Two Swallows don’t Make a Summer either.
Friday, November 6th, 2009So two central banks have led the way and raised interest rates (Australia and Norway), starting their journey on the long way back to interest-rate normality. But it does not necessarily follow that just because two commodity-linked countries have started to hike rates, the Fed, BoE and the ECB are about to follow suit anytime soon. Speculation that the Fed and BoE are contemplating rate hikes is way too premature – the order of events will surely be for Quantitative Easing spending to be halted first and only then will the central bankers turn to taking back some of the rate cuts they have implemented since the summer of 2007.

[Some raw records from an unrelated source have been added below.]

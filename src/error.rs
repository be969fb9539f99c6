use std::path::PathBuf;

use axum::{
    http::StatusCode,
    response::{IntoResponse, Json, Response},
};

#[derive(Debug, thiserror::Error)]
pub enum AppError {
    #[error("invalid path: {0}")]
    InvalidPath(String),
    #[error("{0}")]
    AuthDenied(String),
    #[error("failed to persist {}: {source}", file.display())]
    Persist {
        file: PathBuf,
        #[source]
        source: std::io::Error,
    },
    #[error("{0}")]
    NotFound(String),
    #[error("{failed} of {total} items failed")]
    PartialBatchFailure { failed: usize, total: usize },
    #[error("{0}")]
    BadRequest(String),
    #[error("{0}")]
    Forbidden(String),
    #[error("{0}")]
    NotConfigured(&'static str),
    #[error("Upload exceeds the size limit.")]
    PayloadTooLarge,
    #[error(transparent)]
    Io(#[from] std::io::Error),
}

pub type AppResult<T> = Result<T, AppError>;

impl AppError {
    pub fn status(&self) -> StatusCode {
        match self {
            AppError::InvalidPath(_) | AppError::BadRequest(_) => StatusCode::BAD_REQUEST,
            AppError::AuthDenied(_) => StatusCode::UNAUTHORIZED,
            AppError::Forbidden(_) => StatusCode::FORBIDDEN,
            AppError::NotFound(_) => StatusCode::NOT_FOUND,
            AppError::PartialBatchFailure { .. } => StatusCode::MULTI_STATUS,
            AppError::NotConfigured(_) => StatusCode::NOT_IMPLEMENTED,
            AppError::PayloadTooLarge => StatusCode::PAYLOAD_TOO_LARGE,
            AppError::Persist { .. } | AppError::Io(_) => StatusCode::INTERNAL_SERVER_ERROR,
        }
    }
}

impl IntoResponse for AppError {
    fn into_response(self) -> Response {
        let status = self.status();
        let message = match &self {
            // Server-side filesystem details stay in the log.
            AppError::Persist { .. } => "Failed to save configuration.".to_string(),
            AppError::Io(_) => "Server error.".to_string(),
            other => other.to_string(),
        };
        if status.is_server_error() {
            tracing::error!(error = %self, "request failed");
        }
        (status, Json(serde_json::json!({ "error": message }))).into_response()
    }
}
/// Check a key for a protected path and remember the grant in the session.
pub async fn validate_key(
    State(state): State<AppState>,
    jar: CookieJar,
    Json(req): Json<KeyedPath>,
) -> Response {
    let reply = |status: StatusCode, kind: &str, message: &str| {
        (status, Json(json!({ "status": kind, "message": message })))
    };
    let (Some(raw), Some(key)) = (req.path, req.key) else {
        return reply(StatusCode::BAD_REQUEST, "error", "Missing path or key.").into_response();
    };
    let Ok(path) = RelPath::from_url(raw.trim_matches('/')) else {
        return reply(StatusCode::BAD_REQUEST, "error", "Invalid path.").into_response();
    };

    if !state.protection.is_protected(&path) {
        return reply(StatusCode::OK, "success", "Path is not protected.").into_response();
    }
    match AccessValidator::new(&state.protection).validate(&path, &key) {
        Access::Granted => {
            info!(path = %path, sessions = state.sessions.len(), "Session granted access");
            let (jar, ()) = state.sessions.update(jar, |viewer| viewer.grant(path));
            (jar, reply(StatusCode::OK, "success", "Access granted.")).into_response()
        }
        Access::Denied => reply(StatusCode::UNAUTHORIZED, "error", "Invalid access key.").into_response(),
    }
}

/// Stream a request body into the public tree.
pub async fn upload(
    State(state): State<AppState>,
    Path(raw): Path<String>,
    headers: HeaderMap,
    body: Body,
) -> AppResult<Response> {
    let rel = sanitize_upload_path(&raw)?;
    let dest = state.storage.confine(&rel)?;

    let dir = rel.parent().unwrap_or_default();
    let supplied = headers.get(UPLOAD_KEY_HEADER).and_then(|v| v.to_str().ok());
    AccessValidator::new(&state.protection).authorize_write(&dir, supplied, state.config.upload_key.as_deref())?;

    let length = headers
        .get(header::CONTENT_LENGTH)
        .and_then(|v| v.to_str().ok())
        .and_then(|v| v.parse::<u64>().ok());
    match length {
        None | Some(0) => return Err(AppError::BadRequest("Empty upload.".into())),
        Some(n) if n > state.config.max_upload_bytes as u64 => return Err(AppError::PayloadTooLarge),
        Some(_) => {}
    }
    if dest.is_dir() {
        return Err(AppError::BadRequest("Destination is an existing folder.".into()));
    }

    let stream = body.into_data_stream().map(|chunk| chunk.map_err(io::Error::other));
    match state.storage.write_file(&rel, stream).await {
        Ok(_) => {}
        Err(e) if e.kind() == io::ErrorKind::NotADirectory => {
            return Err(AppError::BadRequest("Destination conflicts with an existing file.".into()));
        }
        Err(e) if e.kind() == io::ErrorKind::IsADirectory => {
            return Err(AppError::BadRequest("Destination is an existing folder.".into()));
        }
        Err(e) => return Err(e.into()),
    }

    Ok((
        StatusCode::CREATED,
        Json(json!({
            "status": "success",
            "message": "File uploaded successfully",
            "filename": rel.as_str(),
        })),
    )
        .into_response())
}

pub async fn download(
    State(state): State<AppState>,
    jar: CookieJar,
    Path(raw): Path<String>,
) -> AppResult<Response> {
    let rel = RelPath::parse(&raw)?;
    let abs = state.storage.confine(&rel)?;
    let viewer = state.sessions.viewer(&jar);
    if !viewer.view_hidden && state.visibility.is_hidden(&rel) {
        return Err(AppError::NotFound("File not found.".into()));
    }
    if !viewer.can_open(&state.protection, &rel) {
        return Err(AppError::Forbidden("Access forbidden".into()));
    }

    let meta = match tokio::fs::metadata(&abs).await {
        Ok(meta) if meta.is_file() => meta,
        _ => return Err(AppError::NotFound("File not found.".into())),
    };
    let file = tokio::fs::File::open(&abs).await?;
    let body = Body::from_stream(tokio_util::io::ReaderStream::new(file));

    let mime = mime_guess::from_path(&abs).first_or_octet_stream().to_string();
    let disposition = format!(
        "inline; filename=\"{}\"",
        rel.file_name().unwrap_or("download").replace('"', "\\\"")
    );

    Ok((
        StatusCode::OK,
        [
            (header::CONTENT_TYPE, mime),
            (header::CONTENT_DISPOSITION, disposition),
            (header::CONTENT_LENGTH, meta.len().to_string()),
        ],
        body,
    )
        .into_response())
}

pub async fn list(
    State(state): State<AppState>,
    jar: CookieJar,
    Query(query): Query<PathQuery>,
) -> AppResult<Response> {
    let dir = RelPath::parse(&query.path)?;
    state.storage.confine(&dir)?;
    let viewer = state.sessions.viewer(&jar);
    if let Some(denied) = authentication_required(&state, &viewer, &dir) {
        return Ok(denied);
    }

    let listing = state.listing.clone();
    let (target, who) = (dir.clone(), viewer.clone());
    let entries = blocking(move || listing.list_directory(&target, &who)).await?;

    Ok(Json(json!({
        "path": dir.as_str(),
        "entries": entries,
        "is_hidden": state.visibility.is_hidden(&dir),
        "is_protected": state.protection.is_protected(&dir),
        "show_hidden": viewer.view_hidden,
    }))
    .into_response())
}

pub async fn search(
    State(state): State<AppState>,
    jar: CookieJar,
    Query(query): Query<SearchQuery>,
) -> AppResult<Response> {
    let needle = query.q.trim().to_string();
    if needle.is_empty() {
        return Err(AppError::BadRequest("Search query required.".into()));
    }
    let start = RelPath::parse(&query.path)?;
    state.storage.confine(&start)?;
    let viewer = state.sessions.viewer(&jar);
    if let Some(denied) = authentication_required(&state, &viewer, &start) {
        return Ok(denied);
    }

    let recursive = query.recursive.unwrap_or(true);
    let listing = state.listing.clone();
    let (from, term) = (start.clone(), needle.clone());
    let results = blocking(move || listing.find_by_name(&term, &from, recursive, &viewer)).await?;

    Ok(Json(json!({
        "query": needle,
        "path": start.as_str(),
        "recursive": recursive,
        "results": results,
    }))
    .into_response())
}
use std::future::Future;
use std::io;
use std::path::{Path, PathBuf};

use bytes::Bytes;
use futures_util::{Stream, StreamExt};
use tokio::io::AsyncWriteExt;
use tracing::info;

use crate::error::{AppError, AppResult};
use crate::paths::{RelPath, secure_segment};

/// Filesystem operations the orchestrators need.
pub trait Storage: Send + Sync {
    fn exists(&self, path: &RelPath) -> impl Future<Output = bool> + Send;

    fn write_file<S>(&self, path: &RelPath, body: S) -> impl Future<Output = io::Result<u64>> + Send
    where
        S: Stream<Item = io::Result<Bytes>> + Send + Unpin;

    fn remove_recursive(&self, path: &RelPath) -> impl Future<Output = io::Result<()>> + Send;

    fn create_directory(&self, parent: &RelPath, name: &str) -> impl Future<Output = AppResult<RelPath>> + Send;

    /// Fails with `Forbidden` when `path` resolves outside the storage root.
    fn check_confined(&self, path: &RelPath) -> AppResult<()>;

    /// Removal unlinks the final component, so only its parent has to stay
    /// inside the root.
    fn check_removable(&self, path: &RelPath) -> AppResult<()> {
        self.check_confined(&path.parent().unwrap_or_default())
    }
}

/// Storage rooted at a local directory.
pub struct LocalStorage {
    root: PathBuf,
}

impl LocalStorage {
    pub fn new(root: PathBuf) -> io::Result<Self> {
        std::fs::create_dir_all(&root)?;
        let root = root.canonicalize()?;
        Ok(Self { root })
    }

    pub fn root(&self) -> &Path {
        &self.root
    }

    /// Map a relative path to disk, refusing anything that resolves (through
    /// symlinks) outside the root.
    pub fn confine(&self, path: &RelPath) -> AppResult<PathBuf> {
        let full = path.resolve(&self.root);
        let existing = full
            .ancestors()
            .find(|p| p.symlink_metadata().is_ok())
            .unwrap_or(&self.root);
        let canonical = existing.canonicalize()?;
        if !canonical.starts_with(&self.root) {
            return Err(AppError::Forbidden("Access forbidden".into()));
        }
        Ok(full)
    }
}

impl Storage for LocalStorage {
    async fn exists(&self, path: &RelPath) -> bool {
        tokio::fs::symlink_metadata(path.resolve(&self.root)).await.is_ok()
    }

    async fn write_file<S>(&self, path: &RelPath, mut body: S) -> io::Result<u64>
    where
        S: Stream<Item = io::Result<Bytes>> + Send + Unpin,
    {
        if path.is_root() {
            return Err(io::Error::new(io::ErrorKind::InvalidInput, "cannot write to root"));
        }
        let dest = path.resolve(&self.root);
        let parent = dest
            .parent()
            .ok_or_else(|| io::Error::new(io::ErrorKind::InvalidInput, "cannot write to root"))?;
        if let Some(blocker) = parent.ancestors().find(|p| p.is_file()) {
            return Err(io::Error::new(
                io::ErrorKind::NotADirectory,
                format!("{} is a file", blocker.display()),
            ));
        }
        tokio::fs::create_dir_all(parent).await?;

        let name = path.file_name().unwrap_or("upload");
        let tmp = parent.join(format!(".{name}.{}.part", nanoid::nanoid!(8)));
        let result = async {
            let mut file = tokio::fs::File::create(&tmp).await?;
            let mut written = 0u64;
            while let Some(chunk) = body.next().await {
                let chunk = chunk?;
                file.write_all(&chunk).await?;
                written += chunk.len() as u64;
            }
            file.flush().await?;
            drop(file);
            tokio::fs::rename(&tmp, &dest).await?;
            Ok::<u64, io::Error>(written)
        }
        .await;
        if result.is_err() {
            let _ = tokio::fs::remove_file(&tmp).await;
        } else {
            info!(path = %path, "File uploaded");
        }
        result
    }

    async fn remove_recursive(&self, path: &RelPath) -> io::Result<()> {
        let target = path.resolve(&self.root);
        let meta = tokio::fs::symlink_metadata(&target).await?;
        if meta.is_dir() {
            tokio::fs::remove_dir_all(&target).await
        } else {
            tokio::fs::remove_file(&target).await
        }
    }

    async fn create_directory(&self, parent: &RelPath, name: &str) -> AppResult<RelPath> {
        let safe = secure_segment(name).ok_or_else(|| AppError::BadRequest("Invalid folder name.".into()))?;
        let rel = parent.join(&safe)?;
        let target = self.confine(&rel)?;
        if tokio::fs::symlink_metadata(&target).await.is_ok() {
            return Err(AppError::BadRequest("Folder already exists.".into()));
        }
        tokio::fs::create_dir_all(&target).await?;
        info!(path = %rel, "Created folder");
        Ok(rel)
    }

    fn check_confined(&self, path: &RelPath) -> AppResult<()> {
        self.confine(path).map(|_| ())
    }
}

#[cfg(test)]
mod tests {
    use super::*;
    use futures_util::stream;
    use tempfile::TempDir;

    fn rel(raw: &str) -> RelPath {
        RelPath::parse(raw).unwrap()
    }

    fn body(parts: &[&'static str]) -> impl Stream<Item = io::Result<Bytes>> + Send + Unpin {
        stream::iter(parts.iter().map(|p| Ok(Bytes::from_static((*p).as_bytes()))).collect::<Vec<_>>())
    }

    #[tokio::test]
    async fn write_creates_parents_and_leaves_no_part_files() {
        let temp = TempDir::new().unwrap();
        let storage = LocalStorage::new(temp.path().to_path_buf()).unwrap();
        let written = storage
            .write_file(&rel("a/b/c.txt"), body(&["hello ", "world"]))
            .await
            .unwrap();
        assert_eq!(written, 11);
        assert_eq!(std::fs::read_to_string(temp.path().join("a/b/c.txt")).unwrap(), "hello world");
        let names: Vec<_> = std::fs::read_dir(temp.path().join("a/b"))
            .unwrap()
            .map(|e| e.unwrap().file_name())
            .collect();
        assert_eq!(names.len(), 1);
    }

    #[tokio::test]
    async fn write_under_a_file_fails() {
        let temp = TempDir::new().unwrap();
        let storage = LocalStorage::new(temp.path().to_path_buf()).unwrap();
        std::fs::write(temp.path().join("plain"), "x").unwrap();
        let err = storage
            .write_file(&rel("plain/child.txt"), body(&["x"]))
            .await
            .unwrap_err();
        assert_eq!(err.kind(), io::ErrorKind::NotADirectory);
    }

    #[tokio::test]
    async fn remove_recursive_handles_files_and_trees() {
        let temp = TempDir::new().unwrap();
        let storage = LocalStorage::new(temp.path().to_path_buf()).unwrap();
        std::fs::create_dir_all(temp.path().join("tree/deep")).unwrap();
        std::fs::write(temp.path().join("tree/deep/f"), "x").unwrap();
        std::fs::write(temp.path().join("single"), "x").unwrap();

        storage.remove_recursive(&rel("tree")).await.unwrap();
        storage.remove_recursive(&rel("single")).await.unwrap();
        assert!(!storage.exists(&rel("tree")).await);
        assert!(!storage.exists(&rel("single")).await);
        assert!(storage.remove_recursive(&rel("single")).await.is_err());
    }

    #[tokio::test]
    async fn create_directory_sanitizes_and_rejects_duplicates() {
        let temp = TempDir::new().unwrap();
        let storage = LocalStorage::new(temp.path().to_path_buf()).unwrap();
        let created = storage.create_directory(&rel("x"), "New Folder").await.unwrap();
        assert_eq!(created.as_str(), "x/New_Folder");
        assert!(temp.path().join("x/New_Folder").is_dir());

        assert!(matches!(
            storage.create_directory(&rel("x"), "New Folder").await,
            Err(AppError::BadRequest(m)) if m == "Folder already exists."
        ));
        assert!(matches!(
            storage.create_directory(&RelPath::root(), "..").await,
            Err(AppError::BadRequest(_))
        ));
    }

    #[cfg(unix)]
    #[tokio::test]
    async fn symlink_out_of_root_is_forbidden() {
        let temp = TempDir::new().unwrap();
        let outside = TempDir::new().unwrap();
        let root = temp.path().join("root");
        std::fs::create_dir(&root).unwrap();
        std::os::unix::fs::symlink(outside.path(), root.join("escape")).unwrap();
        let storage = LocalStorage::new(root).unwrap();

        assert!(matches!(storage.confine(&rel("escape/file")), Err(AppError::Forbidden(_))));
        assert!(storage.confine(&rel("inside/new.txt")).is_ok());
    }
}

The US has recently reported GDP turning positive in the third quarter of this year but the US economy is still far too weak for the Fed to risk halting QE anytime soon, let alone even think about raising interest rates from their current floor of 0.25%. One positive quarter of GDP is just the start of a potential recovery (which could easily fizzle out again next year) and the Fed made it clear in their Fomc statement earlier this week that rates are staying put “for an extended period” and the Fed won’t even finish spending its current $1.75 trillion QE money until the end of March 2010. As was announced today, US unemployment is still rising and has now reached 10.2%.
Similarly the Bank of England this week increased by £25 bln its QE target to £200 bln, to be fully spent by the end of January 2010. The BoE will most likely decide to print even more money if GDP does not return to growth in Q4 (after the surprise of the UK posting another quarter of recession in Q3). As the BoE will not raise rates ahead of next year’s General Election, theoretically the ECB is in line to be the first of the major Western central banks to implement a rate hike as they never embarked upon QE in the first place. However the jury is out on whether the ECB will raise rates with Spanish unemployment of almost 20% and with Ireland looking set to go to the IMF to seek a loan.
Inflationary pressures will not be seen in the UK until a lot more of the £200 bln QE money finds its way off deposit at the BoE (where £151 bln currently sits) and out into the wider economy where it can begin to chase the price of goods & services higher. Therefore the BoE will only come under pressure to raise rates in the near term if the Pound Sterling collapses.
So the sight of central banks raising rates looks to be spotted for the time being only in the economies of the world which export commodities. China will probably be the first Asian central bank to increase rates because the Yuan is closely tied to the US Dollar and other Asian countries do not want to raise rates and cause their currencies to appreciate against the Dollar or the Yuan.